Sonunda dualar kabul edilmiş olacak ki (!) kar yağışı bir hafta önce Trakya ile birlikte Erciyes, Erzurum, Bolu gibi yüksek yerlerde başladı. Fakat örneğin, Kars kent merkezinde gün boyu devam eden kar, yerini hemen güneşli bir havaya bırakmıştı. Halbuki birçok yerde kayak sezonunun başlatılabilmesi için kar kalınlığının 50 santimetre gibi belirli bir yüksekliği bulması gerekiyor. Bu yazıyı yazdıktan sonra kısa süreli kar yağışının ardından ortaya çıkan güneşli ve kuru hava nedeniyle karlar tekrar eridi mi bilemem. Bildiğim bir şey var; o da 1987’den beri dünyada daha az kar yağdığı için kar örtüsü sürekli olarak azalıyor.
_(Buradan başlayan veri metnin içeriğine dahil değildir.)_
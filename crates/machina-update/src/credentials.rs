//! Registry credentials for the update agent
//!
//! rpm-ostree reads registry credentials from a fixed path. We expose one of
//! the host's pull secrets there as a symlink, preferring the merged image
//! registry secret and falling back to the kubelet's cluster pull secret.

use std::path::{Path, PathBuf};

use tracing::{error, info};

use machina_common::{Error, Result};

use crate::config::HostPaths;

/// Ordered credential sources; the first usable one wins
#[derive(Clone, Debug, PartialEq, Eq)]
pub struct CredentialChain {
    sources: Vec<PathBuf>,
}

impl CredentialChain {
    /// Chain over explicit sources, most preferred first
    pub fn new(sources: Vec<PathBuf>) -> Self {
        Self { sources }
    }

    /// Merged registry secret, then the kubelet pull secret
    pub fn from_paths(paths: &HostPaths) -> Self {
        Self::new(vec![paths.merged_auth.clone(), paths.kubelet_auth.clone()])
    }

    /// Pick the source to expose.
    ///
    /// Every source but the last must exist, be readable and hold valid JSON.
    /// The last source is the unconditional fallback. Rejected sources are
    /// logged, never returned as errors.
    pub async fn select(&self) -> Option<&Path> {
        let (fallback, preferred) = self.sources.split_last()?;
        for source in preferred {
            match validate_source(source).await {
                Ok(()) => return Some(source),
                Err(reason) => error!(
                    source = %source.display(),
                    fallback = %fallback.display(),
                    "{}; defaulting to cluster pull secret",
                    reason
                ),
            }
        }
        Some(fallback)
    }
}

async fn validate_source(path: &Path) -> std::result::Result<(), String> {
    let bytes = match tokio::fs::read(path).await {
        Ok(bytes) => bytes,
        Err(e) if e.kind() == std::io::ErrorKind::NotFound => {
            return Err("merged secret file does not exist".to_string())
        }
        Err(e) => return Err(format!("merged secret file could not be read: {}", e)),
    };
    serde_json::from_slice::<serde_json::Value>(&bytes)
        .map(|_| ())
        .map_err(|e| format!("merged secret file could not be validated: {}", e))
}

/// Point the ostree auth link at `target`.
///
/// An existing link is removed first, never overwritten in place. A missing
/// parent directory is created.
pub async fn link_ostree_auth_file(link: &Path, target: &Path) -> Result<()> {
    match tokio::fs::symlink_metadata(link).await {
        Ok(_) => tokio::fs::remove_file(link)
            .await
            .map_err(|e| Error::io(format!("removing {}", link.display()), e))?,
        Err(e) if e.kind() == std::io::ErrorKind::NotFound => {
            if let Some(parent) = link.parent() {
                tokio::fs::create_dir_all(parent)
                    .await
                    .map_err(|e| Error::io(format!("creating {}", parent.display()), e))?;
            }
        }
        Err(e) => return Err(Error::io(format!("inspecting {}", link.display()), e)),
    }

    info!(target = %target.display(), "Linking ostree authfile");
    tokio::fs::symlink(target, link)
        .await
        .map_err(|e| Error::io(format!("linking {} to {}", link.display(), target.display()), e))
}

/// Expose the best available pull secret at the ostree auth path
pub async fn provision_credentials(paths: &HostPaths) -> Result<PathBuf> {
    let chain = CredentialChain::from_paths(paths);
    let source = chain
        .select()
        .await
        .map(Path::to_path_buf)
        .ok_or_else(|| Error::internal_with_context("credentials", "no credential sources"))?;
    link_ostree_auth_file(&paths.ostree_auth_link, &source).await?;
    Ok(source)
}

#[cfg(test)]
mod tests {
    use super::*;
    use tempfile::TempDir;

    async fn host() -> (TempDir, HostPaths) {
        let dir = tempfile::tempdir().unwrap();
        let paths = HostPaths::rooted(dir.path());
        tokio::fs::create_dir_all(paths.kubelet_auth.parent().unwrap())
            .await
            .unwrap();
        tokio::fs::write(&paths.kubelet_auth, br#"{"auths":{}}"#)
            .await
            .unwrap();
        tokio::fs::create_dir_all(paths.merged_auth.parent().unwrap())
            .await
            .unwrap();
        (dir, paths)
    }

    async fn link_target(paths: &HostPaths) -> PathBuf {
        tokio::fs::read_link(&paths.ostree_auth_link).await.unwrap()
    }

    #[tokio::test]
    async fn valid_merged_secret_is_preferred() {
        let (_dir, paths) = host().await;
        tokio::fs::write(&paths.merged_auth, br#"{"auths":{"registry":{}}}"#)
            .await
            .unwrap();

        let chosen = provision_credentials(&paths).await.unwrap();
        assert_eq!(chosen, paths.merged_auth);
        assert_eq!(link_target(&paths).await, paths.merged_auth);
    }

    #[tokio::test]
    async fn missing_merged_secret_falls_back() {
        let (_dir, paths) = host().await;

        let chosen = provision_credentials(&paths).await.unwrap();
        assert_eq!(chosen, paths.kubelet_auth);
        assert_eq!(link_target(&paths).await, paths.kubelet_auth);
    }

    #[tokio::test]
    async fn invalid_json_falls_back() {
        let (_dir, paths) = host().await;
        tokio::fs::write(&paths.merged_auth, b"{not json").await.unwrap();

        assert_eq!(provision_credentials(&paths).await.unwrap(), paths.kubelet_auth);
    }

    #[tokio::test]
    async fn unreadable_merged_secret_falls_back() {
        let (_dir, paths) = host().await;
        // a directory cannot be read as a file, even by root
        tokio::fs::create_dir_all(&paths.merged_auth).await.unwrap();

        assert_eq!(provision_credentials(&paths).await.unwrap(), paths.kubelet_auth);
    }

    #[tokio::test]
    async fn existing_link_is_replaced() {
        let (_dir, paths) = host().await;
        provision_credentials(&paths).await.unwrap();
        assert_eq!(link_target(&paths).await, paths.kubelet_auth);

        tokio::fs::write(&paths.merged_auth, br#"{}"#).await.unwrap();
        provision_credentials(&paths).await.unwrap();
        assert_eq!(link_target(&paths).await, paths.merged_auth);
    }

    #[tokio::test]
    async fn empty_chain_selects_nothing() {
        assert_eq!(CredentialChain::new(vec![]).select().await, None);
    }
}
Bu nedenle artık azalan kar yağışına da alışmamız gerekiyor. Örneğin kayakçılarımız antrenman eksiklerini karayolunda tekerlekli patenle gidermeye artık alışmalı. Yoksa kar yağmasını beklerlerse yeterli kondisyonu kazanamazlar. Benzer şekilde kayak merkezlerinin de kayak pistlerinin çim sahaya dönmesine ve otellerin firmaların toplantı mekánlarına dönüşmesine alışması gerekiyor. Çünkü artan şehirleşme, özellikle sanayi ve yerleşim bölgelerinden çıkan sera gazlarıyla çevre ve atmosfer büyük miktarda kirlenmekte ve küresel ölçekte havanın ısınma eğilimi de giderek artmakta.

DÜŞÜŞ ARTIŞTAN FAZLA

Şu an Akdeniz havzasında dağlar mevsimsel olarak karla kaplanır. Dağlarda biriken karlar, kurak geçen yaz aylarında nehirlere ve göllere su sağlayan doğal bir baraj gölünün suları gibi görev görür. Küresel ısınmadan dolayı, kışın akarsulardaki akışta önemli bir artış olurken, yazın akış değerlerinde önemli düşüşler oluyor. Genellikle, düşüşler artışlardan daha fazla. Sıcak ve kuru havalarda karın erimesiyle su, akışa geçemeden direkt olarak buharlaşarak havaya karışmakta. Karın bu şekilde buharlaşması Doğu Anadolu gibi yarı kurak bölgelerimizde son yıllarda çok sık gözlenmekte. Bazı yıllar mevsim normallerinde kar yağışlarına rağmen nehirlerimizdeki akışın ve baraj göllerimizdeki su seviyesinin yükselememesinin nedeni de büyük ölçüde budur...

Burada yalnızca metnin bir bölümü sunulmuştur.